> _Your goal_: If a line of the data below contains the string "found", copy it into your answer.

> _Information shown_:
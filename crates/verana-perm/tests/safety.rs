//! # Safety Tests
//!
//! Malformed validator chains, transaction atomicity when a collaborator
//! fails halfway, and the read-only queries over a populated store.

mod common;

use common::*;
use verana_core::PermissionId;
use verana_perm::query::{FindPermissionsWithDid, PageRequest};
use verana_perm::{
    Msg, PermError, PermManagementMode::*, PermParams, Permission, PermissionType,
    ValidationState,
};

/// Insert a VALIDATED chain `1 ← 2 ← … ← len` straight into the store.
fn seed_chain(f: &mut Fixture, len: u64, excluded: &[bool]) {
    for i in 1..=len {
        let id = f.keeper.store_mut().next_permission_id().unwrap();
        let perm_type = if i == 1 {
            PermissionType::Ecosystem
        } else {
            PermissionType::Issuer
        };
        let mut p = Permission::new(id, SCHEMA_ID, perm_type, did("n"), controller(), f.now);
        p.validator_perm_id = (i > 1).then(|| PermissionId(i - 1));
        p.effective_from = Some(f.now);
        p.vp_state = ValidationState::Validated;
        if excluded.get(i as usize - 1).copied().unwrap_or(false) {
            p.slashed_deposit = 1;
        }
        f.keeper.store_mut().insert(p);
    }
}

// ─── Chain safety ────────────────────────────────────────────────────

#[test]
fn cyclic_chain_fails_closed() {
    let mut f = Fixture::new(TrustRegistryValidation, TrustRegistryValidation);
    let root = f.create_root(0, 3, 0);
    let iss = f.validated(&controller(), root, &issuer(), PermissionType::Issuer, (0, 2, 0));
    let agent_perm = f.validated(&controller(), root, &agent(), PermissionType::Issuer, (0, 0, 0));

    f.keeper
        .store_mut()
        .try_update(root, |p| {
            p.validator_perm_id = Some(iss);
            Ok(())
        })
        .unwrap();

    assert!(matches!(
        f.keeper.find_beneficiaries(iss.get(), 0),
        Err(PermError::ValidatorChainCycle { .. })
    ));

    let err = f
        .deliver(Msg::CreateOrUpdatePermissionSession(
            verana_perm::msgs::MsgCreateOrUpdatePermissionSession {
                creator: agent(),
                id: "loop".into(),
                issuer_perm_id: iss.get(),
                verifier_perm_id: 0,
                agent_perm_id: agent_perm.get(),
                wallet_agent_perm_id: 0,
            },
        ))
        .unwrap_err();
    assert!(matches!(err, PermError::ValidatorChainCycle { .. }));
    assert_eq!(f.host().balance(&agent()), FUNDING);
}

#[test]
fn overlong_chain_hits_depth_bound() {
    let params = PermParams {
        max_validator_chain_depth: 4,
        ..PermParams::default()
    };
    let mut f = Fixture::with_params(TrustRegistryValidation, TrustRegistryValidation, params, 1);
    seed_chain(&mut f, 10, &[]);
    assert!(matches!(
        f.keeper.find_beneficiaries(10, 0),
        Err(PermError::ValidatorChainCycle { max_depth: 4, .. })
    ));
    assert_eq!(f.keeper.find_beneficiaries(5, 0).unwrap().len(), 5);
}

// ─── Atomicity ───────────────────────────────────────────────────────

#[test]
fn start_rolls_back_transfer_when_deposit_adjustment_fails() {
    let mut f = Fixture::new(TrustRegistryValidation, TrustRegistryValidation);
    let root = f.create_root(10, 0, 0);
    let events_before = f.keeper.events().len();
    let next_id = f.keeper.store().counter("permission");
    f.keeper.host_mut().reject_trust_deposit_for(&issuer());

    let err = f
        .start(&issuer(), PermissionType::Issuer, root, None)
        .unwrap_err();
    assert!(matches!(err, PermError::Host(_)));
    assert_eq!(f.host().balance(&issuer()), FUNDING);
    assert_eq!(f.host().module_balance("perm"), 0);
    assert_eq!(f.keeper.store().counter("permission"), next_id);
    assert_eq!(f.keeper.events().len(), events_before);
}

#[test]
fn validation_rolls_back_payout_when_settlement_fails() {
    let mut f = Fixture::new(TrustRegistryValidation, TrustRegistryValidation);
    let root = f.create_root(10, 0, 0);
    let id = f.start(&issuer(), PermissionType::Issuer, root, None).unwrap();
    f.keeper.host_mut().reject_trust_deposit_for(&controller());

    // The direct share is paid before the deposit credit fails.
    assert!(f.validate(&controller(), id, (0, 0, 0), None, None).is_err());
    let p = f.perm(id);
    assert_eq!(p.vp_state, ValidationState::Pending);
    assert_eq!(p.vp_current_fees, 10);
    assert_eq!(f.host().balance(&controller()), FUNDING);
    assert_eq!(f.host().module_balance("perm"), 12);
    assert_eq!(f.perm(root).deposit, 0);
}

// ─── Queries ─────────────────────────────────────────────────────────

#[test]
fn find_permissions_with_did_respects_window_and_country() {
    let mut f = Fixture::new(TrustRegistryValidation, TrustRegistryValidation);
    let root = f.create_root(0, 0, 0);
    let id = f
        .start(&issuer(), PermissionType::Issuer, root, Some(country("DE")))
        .unwrap();
    f.validate(
        &controller(),
        id,
        (0, 0, 0),
        Some(ts("2026-06-01T00:00:00Z")),
        Some(country("DE")),
    )
    .unwrap();

    let query = |country_code: Option<&str>, when: Option<&str>| FindPermissionsWithDid {
        did: did("ssssssss"),
        perm_type: PermissionType::Issuer,
        schema_id: SCHEMA_ID,
        country: country_code.map(country),
        when: when.map(ts),
    };
    let now = f.now;
    assert_eq!(f.keeper.find_permissions_with_did(&query(None, None), now).len(), 1);
    assert_eq!(f.keeper.find_permissions_with_did(&query(Some("DE"), None), now).len(), 1);
    assert!(f.keeper.find_permissions_with_did(&query(Some("FR"), None), now).is_empty());
    assert!(f
        .keeper
        .find_permissions_with_did(&query(None, Some("2026-06-01T00:00:00Z")), now)
        .is_empty());
    assert!(f
        .keeper
        .find_permissions_with_did(&query(None, Some("2025-12-31T00:00:00Z")), now)
        .is_empty());
}

#[test]
fn list_permissions_orders_by_modification() {
    let mut f = Fixture::new(TrustRegistryValidation, TrustRegistryValidation);
    let root = f.create_root(0, 0, 0);
    let a = f.start(&issuer(), PermissionType::Issuer, root, None).unwrap();
    f.advance_days(1);
    let b = f.start(&verifier(), PermissionType::Verifier, root, None).unwrap();
    f.advance_days(1);
    f.validate(&controller(), a, (0, 0, 0), None, None).unwrap();

    let ids: Vec<_> = f
        .keeper
        .list_permissions(&PageRequest::default())
        .unwrap()
        .into_iter()
        .map(|p| p.id)
        .collect();
    assert_eq!(ids, vec![root, b, a]);

    let page = f
        .keeper
        .list_permissions(&PageRequest {
            modified_after: Some(ts(T0)),
            response_max_size: Some(10),
        })
        .unwrap();
    assert_eq!(page.len(), 2);
    assert!(f
        .keeper
        .list_permissions(&PageRequest {
            modified_after: None,
            response_max_size: Some(5000),
        })
        .is_err());
}

#[test]
fn params_update_requires_governance() {
    let mut f = Fixture::new(Open, Open);
    let params = PermParams {
        max_validator_chain_depth: 8,
        ..PermParams::default()
    };
    let msg = |authority| {
        Msg::UpdateParams(verana_perm::msgs::MsgUpdateParams {
            authority,
            params: params.clone(),
        })
    };
    assert!(matches!(f.deliver(msg(outsider())), Err(PermError::Unauthorized { .. })));
    f.deliver(msg(governance())).unwrap();
    assert_eq!(f.keeper.params().max_validator_chain_depth, 8);
}

mod proptests {
    use super::*;
    use proptest::prelude::*;

    proptest! {
        #[test]
        fn chain_resolution_skips_exactly_the_excluded(
            excluded in proptest::collection::vec(any::<bool>(), 1..12),
        ) {
            let mut f = Fixture::new(TrustRegistryValidation, TrustRegistryValidation);
            let len = excluded.len() as u64;
            seed_chain(&mut f, len, &excluded);

            let found: Vec<u64> = f
                .keeper
                .find_beneficiaries(len, 0)
                .unwrap()
                .iter()
                .map(|p| p.id.get())
                .collect();
            let expected: Vec<u64> = (1..=len)
                .rev()
                .filter(|i| !excluded[*i as usize - 1])
                .collect();
            prop_assert_eq!(found, expected);
        }
    }
}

> _Solution below_:
            let found: Vec<u64> = f
            prop_assert_eq!(found, expected);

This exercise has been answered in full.